Comagnetometer probes of dark matter and new physics

TL;DR

Comagnetometry is a highly sensitive technique for detecting new physics beyond the Standard Model, capable of probing phenomena like dark matter, Lorentz violation, and EDMs with potential for significant sensitivity improvements.

Contribution

This paper reviews the use of comagnetometry for exploring new physics, discusses its current sensitivity, and evaluates prospects for substantial future enhancements.

Findings

Current sensitivities reach 10^{-26} eV energy differences.

Potential for several orders of magnitude improvement based on existing technology.

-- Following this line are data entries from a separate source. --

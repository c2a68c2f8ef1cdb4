use winit::window::Window;

use crate::coords::Viewport;
use crate::device::{FrameAcquire, Gpu};
use crate::input::{InputFrame, InputState};
use crate::paint::Color;
use crate::render::{RenderCtx, RenderTarget};
use crate::time::FrameTime;
use crate::window::{RuntimeCtx, WindowMode};

use super::app::AppControl;

/// The window being drawn.
pub struct WindowCtx<'a> {
    pub window: &'a Window,
}

impl<'a> WindowCtx<'a> {
    pub fn mode(&self) -> WindowMode {
        match self.window.fullscreen() {
            Some(_) => WindowMode::BorderlessFullscreen,
            None => WindowMode::Windowed,
        }
    }
}

/// Per-frame context passed to `core::App::on_frame`.
///
/// Lifetimes:
/// - `'a` is the duration of the callback invocation
/// - `'w` is the window-borrow lifetime carried by `Gpu<'w>`
pub struct FrameCtx<'a, 'w> {
    pub window: WindowCtx<'a>,
    pub gpu: &'a mut Gpu<'w>,
    pub input: &'a InputState,
    pub input_frame: &'a InputFrame,
    pub time: FrameTime,
    pub runtime: &'a mut RuntimeCtx,
}

impl<'a, 'w> FrameCtx<'a, 'w> {
    /// Current viewport in physical pixels (the surface size).
    pub fn viewport(&self) -> Viewport {
        self.gpu.viewport()
    }

    /// Render context for building resources outside of [`render`](Self::render).
    pub fn render_ctx(&self) -> RenderCtx<'_> {
        RenderCtx::new(
            self.gpu.device(),
            self.gpu.queue(),
            self.gpu.surface_format(),
            self.viewport(),
        )
    }

    /// Clears the surface with `clear`, lets `draw` record on top of it, then
    /// presents.
    ///
    /// `draw` is not called when no frame could be acquired (minimized window,
    /// recovered surface error). A fatal surface error returns `Exit`.
    pub fn render<F>(&mut self, clear: Color, draw: F) -> AppControl
    where
        F: FnOnce(&RenderCtx<'_>, &mut RenderTarget<'_>),
    {
        let mut frame = match self.gpu.acquire_frame() {
            FrameAcquire::Ready(frame) => frame,
            FrameAcquire::Skipped => return AppControl::Continue,
            FrameAcquire::Fatal => return AppControl::Exit,
        };

        clear_pass(&mut frame.encoder, &frame.view, clear);

        {
            let rctx = self.render_ctx();
            let mut target = RenderTarget::new(&mut frame.encoder, &frame.view);
            draw(&rctx, &mut target);
        }

        self.window.window.pre_present_notify();
        self.gpu.present(frame);

        AppControl::Continue
    }
}

fn clear_pass(encoder: &mut wgpu::CommandEncoder, view: &wgpu::TextureView, clear: Color) {
    // The pass only clears; it ends when dropped.
    encoder.begin_render_pass(&wgpu::RenderPassDescriptor {
        label: Some("quadspin clear"),
        color_attachments: &[Some(wgpu::RenderPassColorAttachment {
            view,
            resolve_target: None,
            ops: wgpu::Operations {
                load: wgpu::LoadOp::Clear(clear.into()),
                store: wgpu::StoreOp::Store,
            },
            depth_slice: None,
        })],
        depth_stencil_attachment: None,
        timestamp_writes: None,
        occlusion_query_set: None,
        multiview_mask: None,
    });
}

Systematic errors and instabilities are identified as key limiting factors.

Abstract

We discuss the use of comagnetometry in studying new physics that couples to fermionic spin. Modern comagnetometry is -- in absolute energy units -- the most sensitive experimental technique for measuring the energy difference between quantum states, reaching sensitivities in the $10^{-26}\,$eV range. The technique suppresses the magnetic interactions of the spins, making searches for non-standard-model interactions possible. Many implementations have been developed and optimized for various uses. New physics scenarios which can be probed with comagnetometers include: EDMs, violations of Lorentz invariance, Goldstone bosons of new high-energy symmetries, CP-violating long-range forces, and axionic dark matter. We consider the prospects for improvements in the technique, and show -- based purely on signal-to-noise ratio with existing technology -- that there is room for several orders of magnitude in further improvement. We also evaluate several sources of systematic error and instability that may limit improvements.